:: EXERCISE PROMPT ::
Search the material below for the word "const" and copy every line in which it occurs.

:: DATA FOR PROCESSING ::
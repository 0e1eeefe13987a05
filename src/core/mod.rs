// src/core/mod.rs
//! Core services: configuration, backend client, file helpers

pub mod api_client;
pub mod config_manager;
pub mod fs_ops;

pub use api_client::ApiClient;
pub use config_manager::ConfigManager;
pub use fs_ops::FsOps;
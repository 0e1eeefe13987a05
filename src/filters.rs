// src/filters.rs
//! Tab and search filters applied to fetched lists before display.

use clap::ValueEnum;

use crate::types::{Application, ApplicationStatus, Score};
use crate::utils::contains_ci;

pub const HIGH_MATCH_THRESHOLD: f64 = 80.0;
pub const MEDIUM_MATCH_THRESHOLD: f64 = 60.0;

/// Match quality bands on the eligibility score.
#[derive(Debug, Clone, Copy, PartialEq, Eq, Default, ValueEnum)]
pub enum MatchTier {
    #[default]
    All,
    /// 80 and above
    High,
    /// 60 to 79
    Medium,
    /// below 60
    Low,
}

impl MatchTier {
    pub fn contains(self, score: f64) -> bool {
        match self {
            MatchTier::All => true,
            MatchTier::High => score >= HIGH_MATCH_THRESHOLD,
            MatchTier::Medium => (MEDIUM_MATCH_THRESHOLD..HIGH_MATCH_THRESHOLD).contains(&score),
            MatchTier::Low => score < MEDIUM_MATCH_THRESHOLD,
        }
    }

    pub fn of(score: f64) -> MatchTier {
        if score >= HIGH_MATCH_THRESHOLD {
            MatchTier::High
        } else if score >= MEDIUM_MATCH_THRESHOLD {
            MatchTier::Medium
        } else {
            MatchTier::Low
        }
    }
}

/// Tabs on the candidate's applications page.
#[derive(Debug, Clone, Copy, PartialEq, Eq, Default, ValueEnum)]
pub enum CandidateTab {
    #[default]
    All,
    /// Pending or Reviewing
    Active,
    Interview,
    /// Rejected or Offered
    Completed,
}

impl CandidateTab {
    pub fn contains(self, status: &ApplicationStatus) -> bool {
        match self {
            CandidateTab::All => true,
            CandidateTab::Active => status.is_active(),
            CandidateTab::Interview => *status == ApplicationStatus::Interview,
            CandidateTab::Completed => status.is_completed(),
        }
    }
}

/// Tabs on the recruiter's applications page.
#[derive(Debug, Clone, Copy, PartialEq, Eq, Default, ValueEnum)]
pub enum RecruiterTab {
    #[default]
    All,
    Pending,
    Reviewing,
    Interview,
    /// Rejected or Offered
    Completed,
}

impl RecruiterTab {
    pub fn contains(self, status: &ApplicationStatus) -> bool {
        match self {
            RecruiterTab::All => true,
            RecruiterTab::Pending => *status == ApplicationStatus::Pending,
            RecruiterTab::Reviewing => *status == ApplicationStatus::Reviewing,
            RecruiterTab::Interview => *status == ApplicationStatus::Interview,
            RecruiterTab::Completed => status.is_completed(),
        }
    }
}

fn any_field_matches(fields: &[Option<&str>], search: &str) -> bool {
    search.is_empty()
        || fields
            .iter()
            .flatten()
            .any(|field| contains_ci(field, search))
}

/// Matches in `tier` whose title, company or required skills contain `search`.
pub fn filter_matches<'a>(matches: &'a [Score], tier: MatchTier, search: &str) -> Vec<&'a Score> {
    matches
        .iter()
        .filter(|m| {
            let fields = [
                m.job_title.as_deref(),
                m.company.as_deref(),
                m.required_skills.as_deref(),
            ];
            any_field_matches(&fields, search) && tier.contains(m.eligibility_score)
        })
        .collect()
}

pub fn filter_candidate_applications(
    applications: &[Application],
    tab: CandidateTab,
) -> Vec<&Application> {
    applications
        .iter()
        .filter(|a| tab.contains(&a.status))
        .collect()
}

/// Recruiter view: tab plus a search over candidate name, job title and company.
pub fn filter_recruiter_applications<'a>(
    applications: &'a [Application],
    tab: RecruiterTab,
    search: &str,
) -> Vec<&'a Application> {
    applications
        .iter()
        .filter(|a| {
            let fields = [
                a.candidate_name.as_deref(),
                a.job_title.as_deref(),
                a.company.as_deref(),
            ];
            any_field_matches(&fields, search) && tab.contains(&a.status)
        })
        .collect()
}

/// Applications that reached the interview stage.
pub fn upcoming_interview_applications(applications: &[Application]) -> Vec<&Application> {
    filter_candidate_applications(applications, CandidateTab::Interview)
}

#[cfg(test)]
mod tests {
    use super::*;

    fn score(job_id: i64, eligibility: f64, title: &str, skills: &str) -> Score {
        Score {
            job_id,
            eligibility_score: eligibility,
            job_title: Some(title.to_string()),
            company: Some("Acme".to_string()),
            required_skills: Some(skills.to_string()),
            ..Default::default()
        }
    }

    fn application(id: i64, status: &str, candidate: &str, title: &str) -> Application {
        Application {
            application_id: id,
            candidate_id: 1,
            job_id: id,
            application_date: "2024-05-01".to_string(),
            status: ApplicationStatus::from(status),
            job_title: Some(title.to_string()),
            company: Some("Globex".to_string()),
            location: None,
            candidate_name: Some(candidate.to_string()),
        }
    }

    fn ids(scores: Vec<&Score>) -> Vec<i64> {
        scores.into_iter().map(|s| s.job_id).collect()
    }

    #[test]
    fn test_tier_boundaries() {
        assert!(MatchTier::High.contains(80.0));
        assert!(!MatchTier::High.contains(79.99));
        assert!(MatchTier::Medium.contains(60.0));
        assert!(MatchTier::Medium.contains(79.5));
        assert!(!MatchTier::Medium.contains(80.0));
        assert!(MatchTier::Low.contains(59.9));
        assert!(!MatchTier::Low.contains(60.0));
        assert_eq!(MatchTier::of(85.0), MatchTier::High);
        assert_eq!(MatchTier::of(60.0), MatchTier::Medium);
        assert_eq!(MatchTier::of(12.0), MatchTier::Low);
    }

    #[test]
    fn test_tiers_partition_matches() {
        let matches = vec![
            score(1, 92.0, "Rust Engineer", "Rust, Tokio"),
            score(2, 80.0, "Backend Developer", "Go"),
            score(3, 65.0, "Data Analyst", "SQL"),
            score(4, 59.0, "Designer", "Figma"),
        ];

        assert_eq!(ids(filter_matches(&matches, MatchTier::All, "")), vec![1, 2, 3, 4]);
        assert_eq!(ids(filter_matches(&matches, MatchTier::High, "")), vec![1, 2]);
        assert_eq!(ids(filter_matches(&matches, MatchTier::Medium, "")), vec![3]);
        assert_eq!(ids(filter_matches(&matches, MatchTier::Low, "")), vec![4]);
    }

    #[test]
    fn test_match_search() {
        let mut matches = vec![
            score(1, 92.0, "Rust Engineer", "Rust, Tokio"),
            score(2, 70.0, "Platform Engineer", "Kubernetes, rust"),
            score(3, 65.0, "Data Analyst", "SQL"),
        ];
        matches[2].company = None;

        assert_eq!(ids(filter_matches(&matches, MatchTier::All, "RUST")), vec![1, 2]);
        assert_eq!(ids(filter_matches(&matches, MatchTier::Medium, "rust")), vec![2]);
        assert_eq!(ids(filter_matches(&matches, MatchTier::All, "acme")), vec![1, 2]);
    }

    #[test]
    fn test_candidate_tabs() {
        let apps = vec![
            application(1, "Pending", "Ada", "Engineer"),
            application(2, "Reviewing", "Ada", "Engineer"),
            application(3, "Interview", "Ada", "Engineer"),
            application(4, "Rejected", "Ada", "Engineer"),
            application(5, "Offered", "Ada", "Engineer"),
        ];
        let pick = |tab| {
            filter_candidate_applications(&apps, tab)
                .into_iter()
                .map(|a| a.application_id)
                .collect::<Vec<_>>()
        };

        assert_eq!(pick(CandidateTab::All), vec![1, 2, 3, 4, 5]);
        assert_eq!(pick(CandidateTab::Active), vec![1, 2]);
        assert_eq!(pick(CandidateTab::Interview), vec![3]);
        assert_eq!(pick(CandidateTab::Completed), vec![4, 5]);
        assert_eq!(upcoming_interview_applications(&apps).len(), 1);
    }

    #[test]
    fn test_recruiter_tabs_and_search() {
        let apps = vec![
            application(1, "Pending", "Ada Lovelace", "Engineer"),
            application(2, "Reviewing", "Grace Hopper", "Compiler Engineer"),
            application(3, "Offered", "Alan Turing", "Researcher"),
            application(4, "Withdrawn", "Ada Byron", "Analyst"),
        ];
        let pick = |tab, search| {
            filter_recruiter_applications(&apps, tab, search)
                .into_iter()
                .map(|a| a.application_id)
                .collect::<Vec<_>>()
        };

        assert_eq!(pick(RecruiterTab::All, "ada"), vec![1, 4]);
        assert_eq!(pick(RecruiterTab::All, "engineer"), vec![1, 2]);
        assert_eq!(pick(RecruiterTab::Reviewing, ""), vec![2]);
        assert_eq!(pick(RecruiterTab::Completed, ""), vec![3]);
        assert_eq!(pick(RecruiterTab::Pending, "grace"), Vec::<i64>::new());
        assert_eq!(pick(RecruiterTab::All, "globex").len(), 4);
    }
}
// src/utils.rs
use std::path::Path;

/// Get file extension in lowercase
pub fn get_file_extension(filename: &str) -> Option<String> {
    Path::new(filename)
        .extension()
        .and_then(|ext| ext.to_str())
        .map(|ext| ext.to_lowercase())
}

/// Split a comma-joined column (skills, required_skills) into trimmed items
pub fn split_comma_list(text: &str) -> Vec<String> {
    text.split(',')
        .map(str::trim)
        .filter(|item| !item.is_empty())
        .map(str::to_string)
        .collect()
}

/// Backend columns count as filled unless empty or the literal "None"
pub fn is_filled(value: &str) -> bool {
    let value = value.trim();
    !value.is_empty() && value != "None"
}

/// Case-insensitive substring test; an empty needle matches everything
pub fn contains_ci(haystack: &str, needle: &str) -> bool {
    needle.is_empty() || haystack.to_lowercase().contains(&needle.to_lowercase())
}

/// Local part of an email address, used as a display-name fallback
pub fn email_local_part(email: &str) -> &str {
    email.split_once('@').map(|(local, _)| local).unwrap_or(email)
}

#[cfg(test)]
mod tests {
    use super::*;

    #[test]
    fn test_get_file_extension() {
        assert_eq!(get_file_extension("resume.PDF"), Some("pdf".to_string()));
        assert_eq!(get_file_extension("jobs.csv"), Some("csv".to_string()));
        assert_eq!(get_file_extension("noext"), None);
    }

    #[test]
    fn test_split_comma_list() {
        assert_eq!(
            split_comma_list(" Rust, ,SQL ,Docker,"),
            vec!["Rust", "SQL", "Docker"]
        );
        assert!(split_comma_list("").is_empty());
    }

    #[test]
    fn test_is_filled() {
        assert!(is_filled("Rust"));
        assert!(!is_filled("None"));
        assert!(!is_filled("   "));
    }

    #[test]
    fn test_contains_ci() {
        assert!(contains_ci("Senior Rust Engineer", "rust"));
        assert!(contains_ci("anything", ""));
        assert!(!contains_ci("Frontend", "backend"));
    }

    #[test]
    fn test_email_local_part() {
        assert_eq!(email_local_part("jane.doe@example.com"), "jane.doe");
        assert_eq!(email_local_part("nobody"), "nobody");
    }
}
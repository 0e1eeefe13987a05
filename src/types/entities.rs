// src/types/entities.rs
//! Candidate, job, score, application and interview records

use serde::{Deserialize, Deserializer, Serialize, Serializer};
use std::fmt;

use super::null_as_empty;

// ===== Candidates & Jobs =====

#[derive(Debug, Clone, Default, PartialEq, Serialize, Deserialize)]
pub struct Candidate {
    pub candidate_id: i64,
    #[serde(default, deserialize_with = "null_as_empty")]
    pub name: String,
    #[serde(default, deserialize_with = "null_as_empty")]
    pub email: String,
    #[serde(default, deserialize_with = "null_as_empty")]
    pub phone: String,
    #[serde(default, deserialize_with = "null_as_empty")]
    pub linkedin: String,
    /// Comma-joined list
    #[serde(default, deserialize_with = "null_as_empty")]
    pub skills: String,
    #[serde(default, deserialize_with = "null_as_empty")]
    pub qualifications: String,
    #[serde(default, deserialize_with = "null_as_empty")]
    pub projects: String,
    #[serde(default, deserialize_with = "null_as_empty")]
    pub experience: String,
}

impl Candidate {
    /// Text columns in the order the backend returns them.
    pub fn text_fields(&self) -> [&str; 8] {
        [
            &self.name,
            &self.email,
            &self.phone,
            &self.linkedin,
            &self.skills,
            &self.qualifications,
            &self.projects,
            &self.experience,
        ]
    }
}

#[derive(Debug, Clone, Default, PartialEq, Serialize, Deserialize)]
pub struct Job {
    pub job_id: i64,
    #[serde(default, deserialize_with = "null_as_empty")]
    pub job_title: String,
    #[serde(default, deserialize_with = "null_as_empty")]
    pub company: String,
    #[serde(default, deserialize_with = "null_as_empty")]
    pub location: String,
    /// Comma-joined list
    #[serde(default, deserialize_with = "null_as_empty")]
    pub required_skills: String,
    #[serde(default, deserialize_with = "null_as_empty")]
    pub experience: String,
    #[serde(default, deserialize_with = "null_as_empty")]
    pub qualifications: String,
    #[serde(default, deserialize_with = "null_as_empty")]
    pub responsibilities: String,
    #[serde(default, deserialize_with = "null_as_empty")]
    pub benefits: String,
    #[serde(default, deserialize_with = "null_as_empty")]
    pub other_details: String,
}

// ===== Scores =====

#[derive(Debug, Clone, Default, PartialEq, Serialize, Deserialize)]
pub struct Score {
    #[serde(default)]
    pub score_id: i64,
    pub candidate_id: i64,
    pub job_id: i64,
    #[serde(default)]
    pub skill_score: f64,
    #[serde(default)]
    pub education_score: f64,
    #[serde(default)]
    pub project_relevance_score: f64,
    #[serde(default)]
    pub experience_score: f64,
    pub eligibility_score: f64,
    #[serde(default, skip_serializing_if = "Option::is_none")]
    pub job_title: Option<String>,
    #[serde(default, skip_serializing_if = "Option::is_none")]
    pub company: Option<String>,
    #[serde(default, skip_serializing_if = "Option::is_none")]
    pub location: Option<String>,
    #[serde(default, skip_serializing_if = "Option::is_none")]
    pub required_skills: Option<String>,
}

// ===== Applications =====

/// Lifecycle: Pending -> Reviewing -> Interview -> Rejected | Offered.
/// Unknown values from the backend are kept verbatim.
#[derive(Debug, Clone, PartialEq, Eq, Hash)]
pub enum ApplicationStatus {
    Pending,
    Reviewing,
    Interview,
    Rejected,
    Offered,
    Other(String),
}

impl ApplicationStatus {
    pub fn as_str(&self) -> &str {
        match self {
            Self::Pending => "Pending",
            Self::Reviewing => "Reviewing",
            Self::Interview => "Interview",
            Self::Rejected => "Rejected",
            Self::Offered => "Offered",
            Self::Other(s) => s,
        }
    }

    pub fn is_active(&self) -> bool {
        matches!(self, Self::Pending | Self::Reviewing)
    }

    pub fn is_completed(&self) -> bool {
        matches!(self, Self::Rejected | Self::Offered)
    }
}

impl From<&str> for ApplicationStatus {
    fn from(s: &str) -> Self {
        match s {
            "Pending" => Self::Pending,
            "Reviewing" => Self::Reviewing,
            "Interview" => Self::Interview,
            "Rejected" => Self::Rejected,
            "Offered" => Self::Offered,
            other => Self::Other(other.to_string()),
        }
    }
}

impl fmt::Display for ApplicationStatus {
    fn fmt(&self, f: &mut fmt::Formatter<'_>) -> fmt::Result {
        f.pad(self.as_str())
    }
}

impl Serialize for ApplicationStatus {
    fn serialize<S: Serializer>(&self, serializer: S) -> Result<S::Ok, S::Error> {
        serializer.serialize_str(self.as_str())
    }
}

impl<'de> Deserialize<'de> for ApplicationStatus {
    fn deserialize<D: Deserializer<'de>>(deserializer: D) -> Result<Self, D::Error> {
        let raw = String::deserialize(deserializer)?;
        Ok(Self::from(raw.as_str()))
    }
}

#[derive(Debug, Clone, PartialEq, Serialize, Deserialize)]
pub struct Application {
    pub application_id: i64,
    pub candidate_id: i64,
    pub job_id: i64,
    #[serde(default, deserialize_with = "null_as_empty")]
    pub application_date: String,
    pub status: ApplicationStatus,
    #[serde(default, skip_serializing_if = "Option::is_none")]
    pub job_title: Option<String>,
    #[serde(default, skip_serializing_if = "Option::is_none")]
    pub company: Option<String>,
    #[serde(default, skip_serializing_if = "Option::is_none")]
    pub location: Option<String>,
    #[serde(default, skip_serializing_if = "Option::is_none")]
    pub candidate_name: Option<String>,
}

// ===== Interviews =====

#[derive(Debug, Clone, Copy, PartialEq, Eq, Serialize, Deserialize, clap::ValueEnum)]
#[serde(rename_all = "kebab-case")]
pub enum InterviewType {
    Video,
    InPerson,
    Phone,
}

#[derive(Debug, Clone, Copy, PartialEq, Eq, Hash, Serialize, Deserialize, clap::ValueEnum)]
#[serde(rename_all = "lowercase")]
pub enum InterviewStatus {
    Scheduled,
    Completed,
    Cancelled,
}

impl InterviewType {
    pub fn as_str(self) -> &'static str {
        match self {
            InterviewType::Video => "video",
            InterviewType::InPerson => "in-person",
            InterviewType::Phone => "phone",
        }
    }
}

impl InterviewStatus {
    pub fn as_str(self) -> &'static str {
        match self {
            InterviewStatus::Scheduled => "scheduled",
            InterviewStatus::Completed => "completed",
            InterviewStatus::Cancelled => "cancelled",
        }
    }
}

#[derive(Debug, Clone, PartialEq, Serialize, Deserialize)]
pub struct Interview {
    pub interview_id: i64,
    pub application_id: i64,
    pub candidate_id: i64,
    pub job_id: i64,
    #[serde(default)]
    pub recruiter_id: Option<i64>,
    pub date: String,
    pub time: String,
    #[serde(default, deserialize_with = "null_as_empty")]
    pub duration: String,
    #[serde(rename = "type")]
    pub kind: InterviewType,
    pub status: InterviewStatus,
    #[serde(default)]
    pub location: Option<String>,
    #[serde(default)]
    pub meeting_url: Option<String>,
    #[serde(default)]
    pub notes: Option<String>,
    #[serde(default, deserialize_with = "null_as_empty")]
    pub created_at: String,
    #[serde(default, deserialize_with = "null_as_empty")]
    pub updated_at: String,
    #[serde(default)]
    pub candidate_name: Option<String>,
    #[serde(default)]
    pub recruiter_name: Option<String>,
    #[serde(default)]
    pub job_title: Option<String>,
    #[serde(default)]
    pub company: Option<String>,
}

/// Partial interview body for create and update calls; unset fields are
/// left out of the JSON entirely.
#[derive(Debug, Clone, Default, PartialEq, Serialize, Deserialize)]
pub struct InterviewDraft {
    #[serde(skip_serializing_if = "Option::is_none")]
    pub application_id: Option<i64>,
    #[serde(skip_serializing_if = "Option::is_none")]
    pub candidate_id: Option<i64>,
    #[serde(skip_serializing_if = "Option::is_none")]
    pub job_id: Option<i64>,
    #[serde(skip_serializing_if = "Option::is_none")]
    pub recruiter_id: Option<i64>,
    #[serde(skip_serializing_if = "Option::is_none")]
    pub date: Option<String>,
    #[serde(skip_serializing_if = "Option::is_none")]
    pub time: Option<String>,
    #[serde(skip_serializing_if = "Option::is_none")]
    pub duration: Option<String>,
    #[serde(rename = "type", skip_serializing_if = "Option::is_none")]
    pub kind: Option<InterviewType>,
    #[serde(skip_serializing_if = "Option::is_none")]
    pub status: Option<InterviewStatus>,
    #[serde(skip_serializing_if = "Option::is_none")]
    pub location: Option<String>,
    #[serde(skip_serializing_if = "Option::is_none")]
    pub meeting_url: Option<String>,
    #[serde(skip_serializing_if = "Option::is_none")]
    pub notes: Option<String>,
}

:: ANSWER SPACE ::
pub const HIGH_MATCH_THRESHOLD: f64 = 80.0;
pub const MEDIUM_MATCH_THRESHOLD: f64 = 60.0;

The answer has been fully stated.